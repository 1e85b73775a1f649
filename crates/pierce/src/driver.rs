//! Driver - Abstract Browser Automation Seam
//!
//! Everything pierce does is expressed in terms of a handful of primitive
//! browser operations. The [`Driver`] trait names them; implementations
//! adapt a real automation backend (see `cdp` behind the `browser` feature)
//! or an in-memory document (see [`crate::mock`]).
//!
//! ```text
//! ┌──────────────────────────────────────────────────────────────┐
//! │  Page objects / Locator / SearchSelect                       │
//! ├──────────────────────────────────────────────────────────────┤
//! │  Driver (trait)                                              │
//! │   find_elements · shadow_root · set_value · click · ...      │
//! ├───────────────────────────┬──────────────────────────────────┤
//! │  CdpDriver (chromiumoxide)│  MockDriver (MockDom)            │
//! └───────────────────────────┴──────────────────────────────────┘
//! ```

use async_trait::async_trait;
use serde::{Deserialize, Serialize};

use crate::result::PierceResult;

/// Opaque handle to an element (or shadow root) issued by a driver
#[derive(Debug, Clone, PartialEq, Eq, Hash, Serialize, Deserialize)]
pub struct ElementHandle {
    /// Driver-issued identifier, unique within one document
    pub id: String,
    /// Lower-case tag name (`#shadow-root` for shadow roots)
    pub tag_name: String,
}

impl ElementHandle {
    /// Create a new element handle
    #[must_use]
    pub fn new(id: impl Into<String>, tag_name: impl Into<String>) -> Self {
        Self {
            id: id.into(),
            tag_name: tag_name.into(),
        }
    }
}

impl std::fmt::Display for ElementHandle {
    fn fmt(&self, f: &mut std::fmt::Formatter<'_>) -> std::fmt::Result {
        write!(f, "<{}#{}>", self.tag_name, self.id)
    }
}

/// Where a query starts
#[derive(Debug, Clone, PartialEq, Eq, Hash)]
pub enum SearchScope {
    /// The top-level document (light DOM only)
    Document,
    /// Descendants of an element (light DOM only)
    Element(ElementHandle),
    /// Descendants of a shadow root
    ShadowRoot(ElementHandle),
}

impl SearchScope {
    /// Handle backing this scope, if any
    #[must_use]
    pub const fn handle(&self) -> Option<&ElementHandle> {
        match self {
            Self::Document => None,
            Self::Element(h) | Self::ShadowRoot(h) => Some(h),
        }
    }
}

impl std::fmt::Display for SearchScope {
    fn fmt(&self, f: &mut std::fmt::Formatter<'_>) -> std::fmt::Result {
        match self {
            Self::Document => f.write_str("document"),
            Self::Element(h) => write!(f, "{h}"),
            Self::ShadowRoot(h) => write!(f, "shadow({})", h.id),
        }
    }
}

/// Primitive browser operations used by pierce.
///
/// Queries never pierce shadow roots on their own: `find_elements` behaves
/// like `querySelectorAll` on the scope node. Piercing is layered on top by
/// [`crate::locator`].
#[async_trait]
pub trait Driver: Send + Sync + std::fmt::Debug {
    /// All elements under `scope` matching `css`, in document order
    async fn find_elements(&self, scope: &SearchScope, css: &str)
        -> PierceResult<Vec<ElementHandle>>;

    /// First element under `scope` matching `css`
    async fn find_element(
        &self,
        scope: &SearchScope,
        css: &str,
    ) -> PierceResult<Option<ElementHandle>> {
        Ok(self.find_elements(scope, css).await?.into_iter().next())
    }

    /// Shadow root attached to `element`, if it has an open one
    async fn shadow_root(&self, element: &ElementHandle) -> PierceResult<Option<ElementHandle>>;

    /// Shadow roots of the elements under `scope` (hosts in document order).
    ///
    /// The default walks every element; drivers with a cheaper way to list
    /// hosts should override it.
    async fn shadow_hosts(&self, scope: &SearchScope) -> PierceResult<Vec<ElementHandle>> {
        let mut roots = Vec::new();
        for element in self.find_elements(scope, "*").await? {
            if let Some(root) = self.shadow_root(&element).await? {
                roots.push(root);
            }
        }
        Ok(roots)
    }

    /// Replace the value of an input-like element, firing input events
    async fn set_value(&self, element: &ElementHandle, text: &str) -> PierceResult<()>;

    /// Clear the value of an input-like element
    async fn clear_value(&self, element: &ElementHandle) -> PierceResult<()> {
        self.set_value(element, "").await
    }

    /// Click the element
    async fn click(&self, element: &ElementHandle) -> PierceResult<()>;

    /// Whether the element is rendered and visible
    async fn is_displayed(&self, element: &ElementHandle) -> PierceResult<bool>;

    /// Rendered text content of the element
    async fn text(&self, element: &ElementHandle) -> PierceResult<String>;
}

▸ **ACTION ITEM**
What you return must be the lines above that run from the line with "pub enum SearchScope" to the line with "async fn find_elements(&self, scope: &SearchScope, css: &str)", inclusive, each copied exactly.

▸ **RESPONSE BELOW**
pub enum SearchScope {
    /// The top-level document (light DOM only)
    Document,
    /// Descendants of an element (light DOM only)
    Element(ElementHandle),
    /// Descendants of a shadow root
    ShadowRoot(ElementHandle),
}

impl SearchScope {
    /// Handle backing this scope, if any
    #[must_use]
    pub const fn handle(&self) -> Option<&ElementHandle> {
        match self {
            Self::Document => None,
            Self::Element(h) | Self::ShadowRoot(h) => Some(h),
        }
    }
}

impl std::fmt::Display for SearchScope {
    fn fmt(&self, f: &mut std::fmt::Formatter<'_>) -> std::fmt::Result {
        match self {
            Self::Document => f.write_str("document"),
            Self::Element(h) => write!(f, "{h}"),
            Self::ShadowRoot(h) => write!(f, "shadow({})", h.id),
        }
    }
}

/// Primitive browser operations used by pierce.
///
/// Queries never pierce shadow roots on their own: `find_elements` behaves
/// like `querySelectorAll` on the scope node. Piercing is layered on top by
/// [`crate::locator`].
#[async_trait]
pub trait Driver: Send + Sync + std::fmt::Debug {
    /// All elements under `scope` matching `css`, in document order
    async fn find_elements(&self, scope: &SearchScope, css: &str)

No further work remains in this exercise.